Auch in Deutschland wurden bereits vielversprechende Studien dazu durchgeführt, die „Diagnoseschnüffler“ waren auch schon Gast im deutschen Fernsehen. Allerdings war bisher keine Studie so umfassend, dass sie einer wissenschaftlichen Prüfung und Zertifizierung standgehalten hätte – eine Voraussetzung auch für die Anerkennung durch die Krankenkassen.

Die Hans-Sauer-Stiftung in Deisenhofen möchte das ändern und führt erstmals selbst eine umfassende Studie zur Früherkennung von Lungenkrebs durch. In Zusammenarbeit mit der Lungenklinik in Gauting und der Uniklinik Großhadern sollen dafür allerdings nicht nur bereits ausgebildete Polizei- und Diagnosehunde teilnehmen. Es werden auch ganz normale Hunde im Alter von 1 bis 4 Jahren aus der Region gesucht, die bisher noch keine besondere Hundeausbildung absolviert haben sollten. Diese werden in einer drei- bis viermonatigen Ausbildung bei Eignung auf Kosten der Hans-Sauer-Stiftung und mit der renommierten Hundetrainerin Inga Böhm zu Tumorsuchhunden ausgebildet. Voraussetzung: Herrchen oder Frauchen dürfen bisher selbst noch nie an Krebs erkrankt sein und müssen ausreichend Zeit mitbringen. Es muss täglich Tagebuch geführt werden, die Ausbildung selbst veranschlagt zwei Vormittage pro Woche, insgesamt etwa über ein halbes Jahr möglichst ohne große Urlaubsunterbrechung.

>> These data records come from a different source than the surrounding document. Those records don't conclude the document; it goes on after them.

#![allow(dead_code)]

use std::cell::RefCell;
use std::collections::BTreeMap;
use std::path::Path;

use deltacov::error::Result;
use deltacov::runner::{RunStatus, TestRunner};
use tempfile::TempDir;

/// Render a profile: header plus one `<id> <stmts> <visits>` line per block.
pub fn profile_text(records: &[(&str, u64, u64)]) -> String {
    let mut text = String::from("mode: set\n");
    for (id, statements, visits) in records {
        text.push_str(&format!("{id} {statements} {visits}\n"));
    }
    text
}

/// Create a fresh temporary directory holding one profile per test. The
/// caller must hold onto `TempDir` to keep the directory alive.
pub fn profile_dir(profiles: &[(&str, &[(&str, u64, u64)])]) -> TempDir {
    let dir = tempfile::tempdir().unwrap();
    for (test, records) in profiles {
        std::fs::write(
            dir.path().join(format!("{test}.coverprofile")),
            profile_text(records),
        )
        .unwrap();
    }
    dir
}

/// In-memory stand-in for `go test`: lists its tests and writes each test's
/// canned profile when asked to run it.
pub struct FakeGo {
    pub listing: String,
    pub profiles: BTreeMap<String, String>,
    pub runs: RefCell<Vec<String>>,
}

impl FakeGo {
    pub fn new(profiles: &[(&str, &[(&str, u64, u64)])]) -> Self {
        let mut listing = String::new();
        let mut map = BTreeMap::new();
        for (test, records) in profiles {
            listing.push_str(test);
            listing.push('\n');
            map.insert(test.to_string(), profile_text(records));
        }
        listing.push_str("ok  \texample.com/calc\t0.004s\n");
        Self {
            listing,
            profiles: map,
            runs: RefCell::new(Vec::new()),
        }
    }
}

impl TestRunner for FakeGo {
    fn list(&self) -> Result<String> {
        Ok(self.listing.clone())
    }

    fn run_isolated(&self, test_name: &str, profile_path: &Path) -> Result<RunStatus> {
        self.runs.borrow_mut().push(test_name.to_string());
        if let Some(text) = self.profiles.get(test_name) {
            std::fs::write(profile_path, text)?;
        }
        Ok(RunStatus {
            success: true,
            stderr: String::new(),
        })
    }
}
//! End-to-end attribution run: enumerate, generate, aggregate, report.

use std::path::{Path, PathBuf};
use std::time::Duration;

use crate::aggregate::{aggregate_dir, aggregate_dir_strict};
use crate::enumerate::enumerate_tests;
use crate::error::{DeltaError, Result};
use crate::generate::generate_profiles;
use crate::report::{build_report, DeltaReport};
use crate::runner::{GoTestRunner, TestRunner};
use crate::workspace::ProfileDir;

/// Settings for one run, usually built from the command line.
#[derive(Debug, Clone)]
pub struct Config {
    /// Directory of the Go package under test.
    pub package_dir: PathBuf,
    /// The `go` binary to invoke.
    pub go: PathBuf,
    /// Deadline for each isolated test run.
    pub timeout: Option<Duration>,
    /// Leave the profile directory on disk even after success.
    pub keep_profiles: bool,
}

impl Default for Config {
    fn default() -> Self {
        Self {
            package_dir: PathBuf::from("."),
            go: PathBuf::from("go"),
            timeout: None,
            keep_profiles: false,
        }
    }
}

/// Run the full pipeline against the real `go` tool.
pub fn run(config: &Config) -> Result<DeltaReport> {
    check_dir(&config.package_dir)?;
    let runner = GoTestRunner::new(&config.package_dir)
        .with_go(&config.go)
        .with_timeout(config.timeout);
    run_with(&runner, config.keep_profiles)
}

/// Run the pipeline with any runner inside a fresh temporary directory.
///
/// The directory is removed on success unless `keep_profiles` is set. On
/// failure it is always left behind and its path logged.
pub fn run_with(runner: &dyn TestRunner, keep_profiles: bool) -> Result<DeltaReport> {
    let profile_dir = ProfileDir::create()?;

    match attribute(runner, profile_dir.path()) {
        Ok(report) => {
            if keep_profiles {
                let path = profile_dir.keep();
                tracing::info!(path = %path.display(), "kept coverage profiles");
            } else {
                profile_dir.remove()?;
            }
            Ok(report)
        }
        Err(e) => {
            let path = profile_dir.keep();
            tracing::warn!(path = %path.display(), "run failed; coverage profiles left for inspection");
            Err(e)
        }
    }
}

/// Enumerate, generate into `out_dir`, aggregate and report. `out_dir` must
/// be owned by this run.
pub fn attribute(runner: &dyn TestRunner, out_dir: &Path) -> Result<DeltaReport> {
    let tests = enumerate_tests(runner)?;
    generate_profiles(runner, &tests, out_dir)?;

    let mut snapshot = if tests.is_empty() {
        aggregate_dir(out_dir)?
    } else {
        aggregate_dir_strict(out_dir)?
    };
    for test in &tests {
        snapshot.register_test(test);
    }

    Ok(build_report(&snapshot))
}

fn check_dir(dir: &Path) -> Result<()> {
    if !dir.exists() {
        return Err(DeltaError::PathNotFound(dir.to_path_buf()));
    }
    if !dir.is_dir() {
        return Err(DeltaError::MustBeDirectory(dir.to_path_buf()));
    }
    Ok(())
}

Lungenkrebs ist nicht nur eine der häufigsten Tumorerkrankungen, sondern auch eine besonders tückische. Denn eine Früherkennung bzw. gesicherte Diagnose ist nur durch einen invasiven Eingriff möglich, der für den Patienten eine Narkose und Risiken mit sich bringt. Wenn sich der Krebs bemerkbar macht ist er meist schon weit fortgeschritten. Und dann ist die Überlebensrate der Patienten gering. Damit kann die Anerkennung von Hunden in der Frühdiagnose von Lungenkrebs zahlreiche Menschenleben retten. Davon abgesehen könnten vielen Patienten Operationen und Krankenhausaufenthalte zum Zweck der Diagnose erspart werden und somit auch Kosten für unser Gesundheitssystem.

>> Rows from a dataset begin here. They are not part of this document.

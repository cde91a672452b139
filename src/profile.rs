/// Parser for Go's `-coverprofile` format.
///
/// Reference: https://go.dev/blog/cover
///
/// Format:
///   mode: set|count|atomic
///   <file>:<startLine>.<startCol>,<endLine>.<endCol> <numStatements> <count>
///
/// Each line describes a basic block with the number of statements in the
/// block and how many times it was executed. The identifier is kept opaque;
/// attribution only needs it as a key.
use std::io::BufRead;

use crate::error::{DeltaError, Result};
use crate::model::{BranchRecord, Mode, Profile};

const MODE_PREFIX: &str = "mode:";

/// Parse a whole profile held in memory.
pub fn parse_str(input: &str) -> Result<(Mode, Vec<BranchRecord>)> {
    let mut records = Vec::new();
    let mode = parse_streaming(&mut input.as_bytes(), &mut |record| {
        records.push(record);
        Ok(())
    })?;
    Ok((mode, records))
}

/// Parse a profile and tag it with the test that produced it.
pub fn parse_profile(test_name: &str, input: &str) -> Result<Profile> {
    let (mode, records) = parse_str(input)?;
    Ok(Profile {
        test_name: test_name.to_string(),
        mode,
        records,
    })
}

/// Streaming parser: calls `emit` once per block line, in file order, and
/// returns the declared mode. An input with no lines at all yields no records
/// and the default mode.
pub fn parse_streaming(
    reader: &mut dyn BufRead,
    emit: &mut dyn FnMut(BranchRecord) -> Result<()>,
) -> Result<Mode> {
    let mut mode: Option<Mode> = None;
    let mut line_number = 0;

    let mut raw_line = Vec::new();
    loop {
        raw_line.clear();
        let n = reader.read_until(b'\n', &mut raw_line)?;
        if n == 0 {
            break;
        }
        line_number += 1;

        let Ok(text) = std::str::from_utf8(&raw_line) else {
            return Err(DeltaError::MalformedProfileLine {
                path: None,
                line_number,
                line: String::from_utf8_lossy(&raw_line).trim().to_string(),
            });
        };
        let line = text.trim();
        if line.is_empty() {
            continue;
        }

        if mode.is_none() {
            mode = Some(parse_mode_line(line, line_number)?);
            continue;
        }

        emit(parse_block_line(line, line_number)?)?;
    }

    Ok(mode.unwrap_or_default())
}

fn parse_mode_line(line: &str, line_number: usize) -> Result<Mode> {
    let malformed = || DeltaError::MalformedProfileLine {
        path: None,
        line_number,
        line: line.to_string(),
    };
    let value = line.strip_prefix(MODE_PREFIX).ok_or_else(malformed)?;
    value.trim().parse::<Mode>().map_err(|_| malformed())
}

/// Parse `<id> <numStmt> <count>`, separated by any run of whitespace.
fn parse_block_line(line: &str, line_number: usize) -> Result<BranchRecord> {
    let malformed = || DeltaError::MalformedProfileLine {
        path: None,
        line_number,
        line: line.to_string(),
    };

    let fields: Vec<&str> = line.split_whitespace().collect();
    let [id, statements, visits] = fields.as_slice() else {
        return Err(malformed());
    };

    Ok(BranchRecord {
        id: (*id).to_string(),
        statements: statements.parse().map_err(|_| malformed())?,
        visits: visits.parse().map_err(|_| malformed())?,
    })
}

Interessenten finden weitere Informationen unter www.hanssauerstiftung.de und können sich dort auch mittels eines Fragebogens bewerben.

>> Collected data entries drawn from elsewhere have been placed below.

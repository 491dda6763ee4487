//! Tagged-variant AST, serializable to a JSON-ish map keyed by `type`.
//!
//! Mirrors the dataclass hierarchy in the original implementation's `n.py`,
//! adapted to an explicit Rust enum rather than class-name dispatch (per
//! the re-architecture guidance: replace `getattr(self, "handle_" + ...)`
//! dispatch with a visitor over the tagged variant).

use serde::{Deserialize, Serialize};
use std::collections::HashMap;

use crate::fileid::FileId;

#[derive(Debug, Clone, Copy, PartialEq, Eq, Serialize, Deserialize, Default)]
pub struct Span {
    pub start_line: u32,
}

impl Span {
    pub fn new(start_line: u32) -> Self {
        Span { start_line }
    }
}

/// A directive/role/rstobject option value, once validated.
#[derive(Debug, Clone, PartialEq, Serialize, Deserialize)]
#[serde(untagged)]
pub enum OptionValue {
    Bool(bool),
    Int(i64),
    Str(String),
    Length { value: f64, unit: String },
    Flag,
    Linenos(Vec<(u32, u32)>),
}

pub type Options = HashMap<String, OptionValue>;

/// A single node in the AST. Serializes as a JSON-ish map keyed by
/// `type` via `#[serde(tag = "type")]` on [`NodeData`], flattened here.
#[derive(Debug, Clone, PartialEq, Serialize, Deserialize)]
pub struct Node {
    pub span: Span,
    #[serde(flatten)]
    pub data: NodeData,
}

impl Node {
    pub fn new(span: Span, data: NodeData) -> Self {
        Node { span, data }
    }

    pub fn children(&self) -> &[Node] {
        self.data.children()
    }

    pub fn children_mut(&mut self) -> &mut Vec<Node> {
        self.data.children_mut()
    }

    pub fn is_inline(&self) -> bool {
        self.data.is_inline()
    }

    pub fn is_leaf(&self) -> bool {
        self.data.is_leaf()
    }

    /// Concatenated text of this node and its descendants (for titles,
    /// labels, etc).
    pub fn get_text(&self) -> String {
        match &self.data {
            NodeData::Text { value } => value.clone(),
            _ => self
                .children()
                .iter()
                .map(|c| c.get_text())
                .collect::<Vec<_>>()
                .join(""),
        }
    }

    pub fn for_each(&self, f: &mut dyn FnMut(&Node)) {
        f(self);
        for child in self.children() {
            child.for_each(f);
        }
    }

    pub fn for_each_mut(&mut self, f: &mut dyn FnMut(&mut Node)) {
        f(self);
        for child in self.children_mut() {
            child.for_each_mut(f);
        }
    }
}

#[derive(Debug, Clone, PartialEq, Serialize, Deserialize)]
#[serde(tag = "type", rename_all = "snake_case")]
pub enum NodeData {
    // --- leaves ---
    Text {
        value: String,
    },
    Code {
        #[serde(skip_serializing_if = "Option::is_none")]
        lang: Option<String>,
        copyable: bool,
        #[serde(skip_serializing_if = "Option::is_none")]
        emphasize_lines: Option<Vec<(u32, u32)>>,
        value: String,
    },
    Transition {},
    TargetIdentifier {
        ids: Vec<String>,
    },
    Literal {
        children: Vec<Node>,
    },

    // --- inline parents ---
    Emphasis {
        children: Vec<Node>,
    },
    Strong {
        children: Vec<Node>,
    },
    Reference {
        children: Vec<Node>,
        refuri: String,
        #[serde(skip_serializing_if = "Option::is_none")]
        refname: Option<String>,
    },
    RefRole {
        children: Vec<Node>,
        domain: String,
        name: String,
        target: String,
        #[serde(skip_serializing_if = "Option::is_none")]
        flag: Option<char>,
        #[serde(skip_serializing_if = "Option::is_none")]
        fileid: Option<(FileId, String)>,
        #[serde(skip_serializing_if = "Option::is_none")]
        url: Option<String>,
    },
    Role {
        children: Vec<Node>,
        domain: String,
        name: String,
        target: String,
        #[serde(skip_serializing_if = "Option::is_none")]
        flag: Option<char>,
    },
    SubstitutionReference {
        children: Vec<Node>,
        name: String,
    },
    FootnoteReference {
        children: Vec<Node>,
        id: u32,
        #[serde(skip_serializing_if = "Option::is_none")]
        refname: Option<String>,
    },

    // --- block parents ---
    Paragraph {
        children: Vec<Node>,
    },
    Section {
        children: Vec<Node>,
    },
    Heading {
        children: Vec<Node>,
        id: String,
    },
    ListNode {
        children: Vec<Node>,
        ordered: bool,
    },
    ListNodeItem {
        children: Vec<Node>,
    },
    DefinitionList {
        children: Vec<Node>,
    },
    DefinitionListItem {
        children: Vec<Node>,
        term: String,
    },
    Line {
        children: Vec<Node>,
    },
    LineBlock {
        children: Vec<Node>,
    },
    Footnote {
        children: Vec<Node>,
        id: u32,
        #[serde(skip_serializing_if = "Option::is_none")]
        name: Option<String>,
    },
    SubstitutionDefinition {
        children: Vec<Node>,
        name: String,
    },
    Table {
        children: Vec<Node>,
    },
    Directive {
        children: Vec<Node>,
        domain: String,
        name: String,
        argument: Vec<Node>,
        options: Options,
    },
    TocTreeDirective {
        children: Vec<Node>,
        domain: String,
        name: String,
        argument: Vec<Node>,
        options: Options,
        entries: Vec<TocTreeDirectiveEntry>,
    },
    DirectiveArgument {
        children: Vec<Node>,
    },
    Target {
        children: Vec<Node>,
        domain: String,
        name: String,
        #[serde(skip_serializing_if = "Option::is_none")]
        refuri: Option<String>,
    },
    Root {
        children: Vec<Node>,
        options: Options,
        fileid: FileId,
    },
}

#[derive(Debug, Clone, PartialEq, Serialize, Deserialize)]
pub struct TocTreeDirectiveEntry {
    #[serde(skip_serializing_if = "Option::is_none")]
    pub title: Option<Vec<Node>>,
    #[serde(skip_serializing_if = "Option::is_none")]
    pub url: Option<String>,
    #[serde(skip_serializing_if = "Option::is_none")]
    pub slug: Option<String>,
}

static NO_CHILDREN: [Node; 0] = [];

impl NodeData {
    pub fn children(&self) -> &[Node] {
        use NodeData::*;
        match self {
            Text { .. } | Code { .. } | Transition {} | TargetIdentifier { .. } => &NO_CHILDREN,
            Literal { children }
            | Emphasis { children }
            | Strong { children }
            | Reference { children, .. }
            | RefRole { children, .. }
            | Role { children, .. }
            | SubstitutionReference { children, .. }
            | FootnoteReference { children, .. }
            | Paragraph { children }
            | Section { children }
            | Heading { children, .. }
            | ListNode { children, .. }
            | ListNodeItem { children }
            | DefinitionList { children }
            | DefinitionListItem { children, .. }
            | Line { children }
            | LineBlock { children }
            | Footnote { children, .. }
            | SubstitutionDefinition { children, .. }
            | Table { children }
            | Directive { children, .. }
            | TocTreeDirective { children, .. }
            | DirectiveArgument { children }
            | Target { children, .. }
            | Root { children, .. } => children,
        }
    }

    pub fn children_mut(&mut self) -> &mut Vec<Node> {
        use NodeData::*;
        match self {
            Text { .. } | Code { .. } | Transition {} | TargetIdentifier { .. } => {
                panic!("leaf node has no mutable children vec")
            }
            Literal { children }
            | Emphasis { children }
            | Strong { children }
            | Reference { children, .. }
            | RefRole { children, .. }
            | Role { children, .. }
            | SubstitutionReference { children, .. }
            | FootnoteReference { children, .. }
            | Paragraph { children }
            | Section { children }
            | Heading { children, .. }
            | ListNode { children, .. }
            | ListNodeItem { children }
            | DefinitionList { children }
            | DefinitionListItem { children, .. }
            | Line { children }
            | LineBlock { children }
            | Footnote { children, .. }
            | SubstitutionDefinition { children, .. }
            | Table { children }
            | Directive { children, .. }
            | TocTreeDirective { children, .. }
            | DirectiveArgument { children }
            | Target { children, .. }
            | Root { children, .. } => children,
        }
    }

    pub fn is_leaf(&self) -> bool {
        matches!(
            self,
            NodeData::Text { .. }
                | NodeData::Code { .. }
                | NodeData::Transition {}
                | NodeData::TargetIdentifier { .. }
        )
    }

    pub fn is_inline(&self) -> bool {
        matches!(
            self,
            NodeData::Text { .. }
                | NodeData::Literal { .. }
                | NodeData::Emphasis { .. }
                | NodeData::Strong { .. }
                | NodeData::Reference { .. }
                | NodeData::RefRole { .. }
                | NodeData::Role { .. }
                | NodeData::SubstitutionReference { .. }
                | NodeData::FootnoteReference { .. }
        )
    }

    /// Verifies structural invariants local to this node (spec §3):
    /// inline-parent children are all inline, `RefRole` has exactly one
    /// of fileid/url once resolved, sections start with at most one
    /// heading as their first child.
    pub fn verify(&self) -> Result<(), String> {
        if self.is_inline() {
            for child in self.children() {
                if !child.is_inline() {
                    return Err(format!(
                        "inline parent contains non-inline child: {:?}",
                        child.data
                    ));
                }
            }
        }
        if let NodeData::RefRole {
            fileid, url, name, ..
        } = self
        {
            if fileid.is_some() && url.is_some() {
                return Err(format!("ref_role '{name}' has both fileid and url set"));
            }
        }
        if let NodeData::Section { children } = self {
            for (i, child) in children.iter().enumerate() {
                if matches!(child.data, NodeData::Heading { .. }) && i != 0 {
                    return Err("section has a heading that is not its first child".to_string());
                }
            }
        }
        Ok(())
    }
}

Seit 1989 fördert die gemeinnützige Hans-Sauer-Stiftung Erfinder und ihre Erfindungen. Daneben engagiert sie sich für Forschung, Wissenschaft, Lehre und interdisziplinäre Wissensvernetzung. Im Sinne ihres Namenspatrons, des Erfinders und Unternehmers Hans Sauer (1923–1996), unterstützt die Stiftung innovative Konzepte, Ideen und Lösungen, die vom Geist eines verantwortungsvollen Umgangs mit der Natur und der menschlichen Gesellschaft geprägt sind.